── Entries shown
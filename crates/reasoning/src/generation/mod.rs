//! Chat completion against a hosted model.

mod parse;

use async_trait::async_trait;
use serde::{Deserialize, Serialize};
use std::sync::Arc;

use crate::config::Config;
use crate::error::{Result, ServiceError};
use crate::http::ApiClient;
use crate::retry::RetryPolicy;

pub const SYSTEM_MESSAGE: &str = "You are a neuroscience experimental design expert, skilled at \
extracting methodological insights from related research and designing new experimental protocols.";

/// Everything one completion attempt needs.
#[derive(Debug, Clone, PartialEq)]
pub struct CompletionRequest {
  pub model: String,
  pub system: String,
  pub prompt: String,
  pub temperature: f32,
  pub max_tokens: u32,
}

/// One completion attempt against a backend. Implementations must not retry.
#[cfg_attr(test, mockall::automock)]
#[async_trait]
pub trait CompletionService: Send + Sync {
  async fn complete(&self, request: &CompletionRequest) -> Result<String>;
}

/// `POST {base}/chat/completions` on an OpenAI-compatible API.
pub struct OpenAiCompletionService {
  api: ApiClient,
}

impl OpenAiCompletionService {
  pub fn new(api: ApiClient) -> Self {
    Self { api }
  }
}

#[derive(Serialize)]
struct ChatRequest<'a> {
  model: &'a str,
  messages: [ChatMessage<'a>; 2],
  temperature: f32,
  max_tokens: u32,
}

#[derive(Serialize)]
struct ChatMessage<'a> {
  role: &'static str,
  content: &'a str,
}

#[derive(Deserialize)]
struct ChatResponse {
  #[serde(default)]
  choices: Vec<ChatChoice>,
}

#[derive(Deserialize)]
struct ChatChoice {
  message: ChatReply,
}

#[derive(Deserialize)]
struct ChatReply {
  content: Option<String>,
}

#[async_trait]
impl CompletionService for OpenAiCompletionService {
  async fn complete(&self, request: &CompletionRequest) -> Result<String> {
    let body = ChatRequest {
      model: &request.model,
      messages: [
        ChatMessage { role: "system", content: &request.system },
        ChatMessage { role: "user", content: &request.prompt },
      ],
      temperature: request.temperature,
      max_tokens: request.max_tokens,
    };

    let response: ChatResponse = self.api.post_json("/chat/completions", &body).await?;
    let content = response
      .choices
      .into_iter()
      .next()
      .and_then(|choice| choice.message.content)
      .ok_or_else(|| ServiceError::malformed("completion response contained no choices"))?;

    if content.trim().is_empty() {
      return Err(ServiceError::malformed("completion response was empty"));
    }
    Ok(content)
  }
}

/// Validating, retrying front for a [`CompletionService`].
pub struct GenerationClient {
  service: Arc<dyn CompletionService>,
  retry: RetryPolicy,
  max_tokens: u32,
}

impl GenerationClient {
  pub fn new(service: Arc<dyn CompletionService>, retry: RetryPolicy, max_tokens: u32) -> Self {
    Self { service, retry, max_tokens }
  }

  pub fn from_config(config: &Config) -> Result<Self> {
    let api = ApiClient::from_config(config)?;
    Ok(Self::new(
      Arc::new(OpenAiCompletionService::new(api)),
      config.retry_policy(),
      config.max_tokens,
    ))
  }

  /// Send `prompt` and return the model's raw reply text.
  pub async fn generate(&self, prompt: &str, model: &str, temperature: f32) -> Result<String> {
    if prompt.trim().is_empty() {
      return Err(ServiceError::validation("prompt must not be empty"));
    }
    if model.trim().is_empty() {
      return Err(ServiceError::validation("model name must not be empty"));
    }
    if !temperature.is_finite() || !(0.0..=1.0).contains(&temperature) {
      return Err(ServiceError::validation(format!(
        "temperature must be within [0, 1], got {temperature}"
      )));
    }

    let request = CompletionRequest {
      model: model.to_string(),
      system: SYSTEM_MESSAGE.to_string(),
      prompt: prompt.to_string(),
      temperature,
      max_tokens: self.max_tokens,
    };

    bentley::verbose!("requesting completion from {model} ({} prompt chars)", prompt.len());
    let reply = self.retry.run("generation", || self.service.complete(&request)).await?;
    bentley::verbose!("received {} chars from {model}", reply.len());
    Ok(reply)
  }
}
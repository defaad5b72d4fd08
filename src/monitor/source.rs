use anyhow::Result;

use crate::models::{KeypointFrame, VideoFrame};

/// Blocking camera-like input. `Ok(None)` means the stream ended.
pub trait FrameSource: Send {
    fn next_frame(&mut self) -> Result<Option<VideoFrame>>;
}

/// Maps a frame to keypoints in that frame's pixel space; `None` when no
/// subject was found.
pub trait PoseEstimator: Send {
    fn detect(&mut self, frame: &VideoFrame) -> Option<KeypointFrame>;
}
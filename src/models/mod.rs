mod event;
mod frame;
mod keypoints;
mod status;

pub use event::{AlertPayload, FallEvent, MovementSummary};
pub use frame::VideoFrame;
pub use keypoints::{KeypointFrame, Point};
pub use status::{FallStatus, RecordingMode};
────
All of the data needs to be printed once more, exactly.

◆ Reply to the exercise
filename crates/reasoning/src/generation/mod.rs
//! Chat completion against a hosted model.

mod parse;

use async_trait::async_trait;
use serde::{Deserialize, Serialize};
use std::sync::Arc;

use crate::config::Config;
use crate::error::{Result, ServiceError};
use crate::http::ApiClient;
use crate::retry::RetryPolicy;

pub const SYSTEM_MESSAGE: &str = "You are a neuroscience experimental design expert, skilled at \
extracting methodological insights from related research and designing new experimental protocols.";

/// Everything one completion attempt needs.
#[derive(Debug, Clone, PartialEq)]
pub struct CompletionRequest {
  pub model: String,
  pub system: String,
  pub prompt: String,
  pub temperature: f32,
  pub max_tokens: u32,
}

/// One completion attempt against a backend. Implementations must not retry.
#[cfg_attr(test, mockall::automock)]
#[async_trait]
pub trait CompletionService: Send + Sync {
  async fn complete(&self, request: &CompletionRequest) -> Result<String>;
}

/// `POST {base}/chat/completions` on an OpenAI-compatible API.
pub struct OpenAiCompletionService {
  api: ApiClient,
}

impl OpenAiCompletionService {
  pub fn new(api: ApiClient) -> Self {
    Self { api }
  }
}

#[derive(Serialize)]
struct ChatRequest<'a> {
  model: &'a str,
  messages: [ChatMessage<'a>; 2],
  temperature: f32,
  max_tokens: u32,
}

#[derive(Serialize)]
struct ChatMessage<'a> {
  role: &'static str,
  content: &'a str,
}

#[derive(Deserialize)]
struct ChatResponse {
  #[serde(default)]
  choices: Vec<ChatChoice>,
}

#[derive(Deserialize)]
struct ChatChoice {
  message: ChatReply,
}

#[derive(Deserialize)]
struct ChatReply {
  content: Option<String>,
}

#[async_trait]
impl CompletionService for OpenAiCompletionService {
  async fn complete(&self, request: &CompletionRequest) -> Result<String> {
    let body = ChatRequest {
      model: &request.model,
      messages: [
        ChatMessage { role: "system", content: &request.system },
        ChatMessage { role: "user", content: &request.prompt },
      ],
      temperature: request.temperature,
      max_tokens: request.max_tokens,
    };

    let response: ChatResponse = self.api.post_json("/chat/completions", &body).await?;
    let content = response
      .choices
      .into_iter()
      .next()
      .and_then(|choice| choice.message.content)
      .ok_or_else(|| ServiceError::malformed("completion response contained no choices"))?;

    if content.trim().is_empty() {
      return Err(ServiceError::malformed("completion response was empty"));
    }
    Ok(content)
  }
}

/// Validating, retrying front for a [`CompletionService`].
pub struct GenerationClient {
  service: Arc<dyn CompletionService>,
  retry: RetryPolicy,
  max_tokens: u32,
}

impl GenerationClient {
  pub fn new(service: Arc<dyn CompletionService>, retry: RetryPolicy, max_tokens: u32) -> Self {
    Self { service, retry, max_tokens }
  }

  pub fn from_config(config: &Config) -> Result<Self> {
    let api = ApiClient::from_config(config)?;
    Ok(Self::new(
      Arc::new(OpenAiCompletionService::new(api)),
      config.retry_policy(),
      config.max_tokens,
    ))
  }

  /// Send `prompt` and return the model's raw reply text.
  pub async fn generate(&self, prompt: &str, model: &str, temperature: f32) -> Result<String> {
    if prompt.trim().is_empty() {
      return Err(ServiceError::validation("prompt must not be empty"));
    }
    if model.trim().is_empty() {
      return Err(ServiceError::validation("model name must not be empty"));
    }
    if !temperature.is_finite() || !(0.0..=1.0).contains(&temperature) {
      return Err(ServiceError::validation(format!(
        "temperature must be within [0, 1], got {temperature}"
      )));
    }

    let request = CompletionRequest {
      model: model.to_string(),
      system: SYSTEM_MESSAGE.to_string(),
      prompt: prompt.to_string(),
      temperature,
      max_tokens: self.max_tokens,
    };

    bentley::verbose!("requesting completion from {model} ({} prompt chars)", prompt.len());
    let reply = self.retry.run("generation", || self.service.complete(&request)).await?;
    bentley::verbose!("received {} chars from {model}", reply.len());
    Ok(reply)
  }
}
repository defaad5b72d4fd08
filename src/monitor/source.rs
use anyhow::Result;

use crate::models::{KeypointFrame, VideoFrame};

/// Blocking camera-like input. `Ok(None)` means the stream ended.
pub trait FrameSource: Send {
    fn next_frame(&mut self) -> Result<Option<VideoFrame>>;
}

/// Maps a frame to keypoints in that frame's pixel space; `None` when no
/// subject was found.
pub trait PoseEstimator: Send {
    fn detect(&mut self, frame: &VideoFrame) -> Option<KeypointFrame>;
}
filename src/models/mod.rs
mod event;
mod frame;
mod keypoints;
mod status;

pub use event::{AlertPayload, FallEvent, MovementSummary};
pub use frame::VideoFrame;
pub use keypoints::{KeypointFrame, Point};
pub use status::{FallStatus, RecordingMode};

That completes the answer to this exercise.